The U.S. District Court for the District of Columbia decided Friday that the rule should be set aside, saying that it is arbitrary and capricious and relies on contradictory interpretations of the law.  

“We are thrilled that the court has taken the side of patients who have been struggling to afford their prescription drugs,” Carl Schmid, the executive director of the HIV+Hepatitis Policy Institute, one of the patient-advocacy groups behind the case, said in a statement. The Biden administration should immediately enforce the decision, Schmid added, and “not take any further steps to undermine the copay assistance that allows patients to access their essential medications.” 

The Centers for Medicare and Medicaid Services, which issued the rule and was a defendant in the lawsuit, said Monday that it is reviewing the court’s decision. The federal government previously said in a court filing that the rule is consistent with the law and is intended to provide flexibility to health insurers and states.

While many patients rely on drugmakers’ financial assistance to offset the cost of their medications, health insurers have raised concerns that the assistance can steer patients toward pricier drugs. Copay assistance from pharmaceutical companies trimmed patient costs by nearly $19 billion in 2022 and nearly $80 billion over the last five years, according to the life-sciences research firm IQVIA Holdings Inc.
IQV,
-1.46%.

In response to all the drugmaker financial assistance, many insurers have implemented “copay accumulator” programs that leave out the value of that assistance when calculating patients’ progress toward meeting their deductibles and annual cost-sharing maximums.
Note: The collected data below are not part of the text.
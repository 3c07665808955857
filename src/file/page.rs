/// A Page is a run of bytes holding big-endian integers and length-prefixed byte records.
///
/// Bloom pages are sequences of records, each an `i32` length followed by that many bytes.
#[derive(Debug, Clone, PartialEq, Eq)]
pub struct Page {
    content: Vec<u8>,
}

#[derive(thiserror::Error, Debug, Clone, PartialEq, Eq)]
pub enum PageError {
    #[error("Attempted to access data outside the bounds of the page")]
    OutOfBounds,

    #[error("Data format is invalid for the requested operation")]
    InvalidData,

    #[error("Requested data size exceeds available page size")]
    SizeExceeded { requested: usize, available: usize },
}

pub type PageResult<T> = Result<T, PageError>;

const INT_SIZE: usize = std::mem::size_of::<i32>();
const LONG_SIZE: usize = std::mem::size_of::<i64>();

impl Page {
    pub fn with_bytes(bytes: Vec<u8>) -> Self {
        Self { content: bytes }
    }

    pub fn with_size(size: usize) -> Self {
        Self {
            content: vec![0; size],
        }
    }

    /// Resizes the page to `size` zeroed bytes, keeping the allocation when it is large enough.
    pub fn reset(&mut self, size: usize) {
        self.content.clear();
        self.content.resize(size, 0);
    }

    pub fn get_integer(&self, offset: usize) -> PageResult<i32> {
        self.assert_offset_within_bounds(offset, INT_SIZE)?;

        let bytes = &self.content[offset..offset + INT_SIZE];
        bytes
            .try_into()
            .map(i32::from_be_bytes)
            .map_err(|_| PageError::InvalidData)
    }

    pub fn set_integer(&mut self, offset: usize, value: i32) -> PageResult<()> {
        self.assert_offset_within_bounds(offset, INT_SIZE)?;

        self.content[offset..offset + INT_SIZE].copy_from_slice(&value.to_be_bytes());
        Ok(())
    }

    pub fn get_long(&self, offset: usize) -> PageResult<i64> {
        self.assert_offset_within_bounds(offset, LONG_SIZE)?;

        let bytes = &self.content[offset..offset + LONG_SIZE];
        bytes
            .try_into()
            .map(i64::from_be_bytes)
            .map_err(|_| PageError::InvalidData)
    }

    pub fn set_long(&mut self, offset: usize, value: i64) -> PageResult<()> {
        self.assert_offset_within_bounds(offset, LONG_SIZE)?;

        self.content[offset..offset + LONG_SIZE].copy_from_slice(&value.to_be_bytes());
        Ok(())
    }

    /// Borrows the length-prefixed record stored at `offset`.
    pub fn get_bytes(&self, offset: usize) -> PageResult<&[u8]> {
        let length = self.get_integer(offset)?;
        let length = usize::try_from(length).map_err(|_| PageError::InvalidData)?;

        let start = offset + INT_SIZE;
        let end = start.checked_add(length).ok_or(PageError::InvalidData)?;
        if end > self.content.len() {
            return Err(PageError::InvalidData);
        }
        Ok(&self.content[start..end])
    }

    pub fn set_bytes(&mut self, offset: usize, bytes: &[u8]) -> PageResult<()> {
        self.assert_offset_within_bounds(offset, INT_SIZE)?;

        let length = i32::try_from(bytes.len()).map_err(|_| PageError::InvalidData)?;
        let needed = Self::max_length(bytes);
        if offset + needed > self.content.len() {
            return Err(PageError::SizeExceeded {
                requested: offset + needed,
                available: self.content.len(),
            });
        }
        self.set_integer(offset, length)?;
        self.content[offset + INT_SIZE..offset + needed].copy_from_slice(bytes);
        Ok(())
    }

    pub fn content(&self) -> &[u8] {
        &self.content
    }

    pub fn content_mut(&mut self) -> &mut [u8] {
        &mut self.content
    }

    pub fn len(&self) -> usize {
        self.content.len()
    }

    pub fn is_empty(&self) -> bool {
        self.content.is_empty()
    }

    pub fn capacity(&self) -> usize {
        self.content.capacity()
    }

    fn assert_offset_within_bounds(&self, offset: usize, size: usize) -> PageResult<()> {
        match offset.checked_add(size) {
            Some(end) if end <= self.content.len() => Ok(()),
            _ => Err(PageError::OutOfBounds),
        }
    }

    /// Bytes a record with this payload occupies on a page, length prefix included.
    pub(crate) fn max_length(bytes: &[u8]) -> usize {
        INT_SIZE + bytes.len()
    }
}

#[cfg(test)]
mod test {

    use super::*;

    #[test]
    fn with_size_initializes_zeroes_and_len() {
        let p = Page::with_size(8);
        assert_eq!(p.len(), 8);
        assert!(p.content().iter().all(|&b| b == 0));
    }

    #[test]
    fn with_bytes_get_integer_big_endian() {
        let p = Page::with_bytes(vec![0x00, 0x00, 0x00, 0x7F]);
        assert!(matches!(p.get_integer(0), Ok(127)));
    }

    #[test]
    fn set_get_long_big_endian() {
        let mut p = Page::with_size(12);
        assert!(matches!(p.set_long(4, 0x0102_0304_0506_0708), Ok(())));
        assert_eq!(&p.content()[4..12], &[1, 2, 3, 4, 5, 6, 7, 8]);
        assert!(matches!(p.get_long(4), Ok(0x0102_0304_0506_0708)));
    }

    #[test]
    fn set_get_bytes_borrows_payload() {
        let mut p = Page::with_size(16);
        assert!(matches!(p.set_bytes(0, b"abc"), Ok(())));
        assert_eq!(p.get_bytes(0), Ok(&b"abc"[..]));
        assert_eq!(&p.content()[0..4], &3i32.to_be_bytes());
    }

    #[test]
    fn consecutive_records_are_packed() {
        let mut p = Page::with_size(32);
        p.set_bytes(0, b"first!").unwrap();
        let next = Page::max_length(b"first!");
        assert_eq!(next, 10);
        p.set_bytes(next, b"second").unwrap();
        assert_eq!(p.get_bytes(0), Ok(&b"first!"[..]));
        assert_eq!(p.get_bytes(next), Ok(&b"second"[..]));
    }

    #[test]
    fn out_of_bounds_on_get_integer() {
        let p = Page::with_size(8);
        assert!(matches!(p.get_integer(6), Err(PageError::OutOfBounds)));
        assert!(matches!(p.get_integer(usize::MAX), Err(PageError::OutOfBounds)));
    }

    #[test]
    fn out_of_bounds_on_get_long() {
        let p = Page::with_size(8);
        assert!(matches!(p.get_long(1), Err(PageError::OutOfBounds)));
    }

    #[test]
    fn out_of_bounds_on_get_bytes_offset() {
        let p = Page::with_size(8);
        assert!(matches!(p.get_bytes(6), Err(PageError::OutOfBounds)));
    }

    #[test]
    fn size_exceeded_on_set_bytes() {
        let mut p = Page::with_size(5);
        match p.set_bytes(0, b"abcdef") {
            Err(PageError::SizeExceeded {
                requested,
                available,
            }) => {
                assert_eq!(requested, 10);
                assert_eq!(available, 5);
            }
            other => panic!("expected SizeExceeded error, got {other:?}"),
        }
    }

    #[test]
    fn get_bytes_length_overflow_returns_error() {
        let mut p = Page::with_size(8);
        // Length larger than the remaining space
        p.set_integer(0, 10).unwrap();
        assert!(matches!(p.get_bytes(0), Err(PageError::InvalidData)));
    }

    #[test]
    fn get_bytes_negative_length_invalid_data() {
        let mut p = Page::with_size(8);
        p.set_integer(0, -1).unwrap();
        assert!(matches!(p.get_bytes(0), Err(PageError::InvalidData)));
    }

    #[test]
    fn reset_zeroes_and_resizes() {
        let mut p = Page::with_bytes(vec![9; 16]);
        p.reset(4);
        assert_eq!(p.content(), &[0, 0, 0, 0]);
        assert!(p.capacity() >= 16);
    }
}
A patient with a $2,000 monthly drug cost, $4,000 in drugmaker financial assistance and a $6,000 cost-sharing maximum, for example, would pay a total of $2,000 annually out of pocket without a copay-accumulator program — but with a copay-accumulator program, the patient’s yearly out-of-pocket cost jumps up to $6,000, the court noted.

“The insurer thus collects $10,000 in cost-sharing payments as opposed to the $6,000 it would have collected in the absence of the copay accumulator,” D.C. District Court Judge John Bates wrote in his opinion. 

The health-insurance trade group AHIP said in a statement Monday that copay assistance for brand-name drugs lets drugmakers “set ever higher prices and avoid negotiating discounts with insurers to lower cost-sharing.” The group added that “coupon accumulators hold manufacturers responsible for the list price of their drugs without increasing patient cost-sharing.”

Patient advocates say the court decision sets the clock back to 2020, when copay accumulators were allowed only for brand-name drugs that have a generic equivalent, and only where permitted under state law.

As of this summer, 20 states had laws that address copay-accumulator programs by requiring that any payments made on a patient’s behalf be applied toward annual out-of-pocket cost-sharing requirements, according to the National Conference of State Legislatures.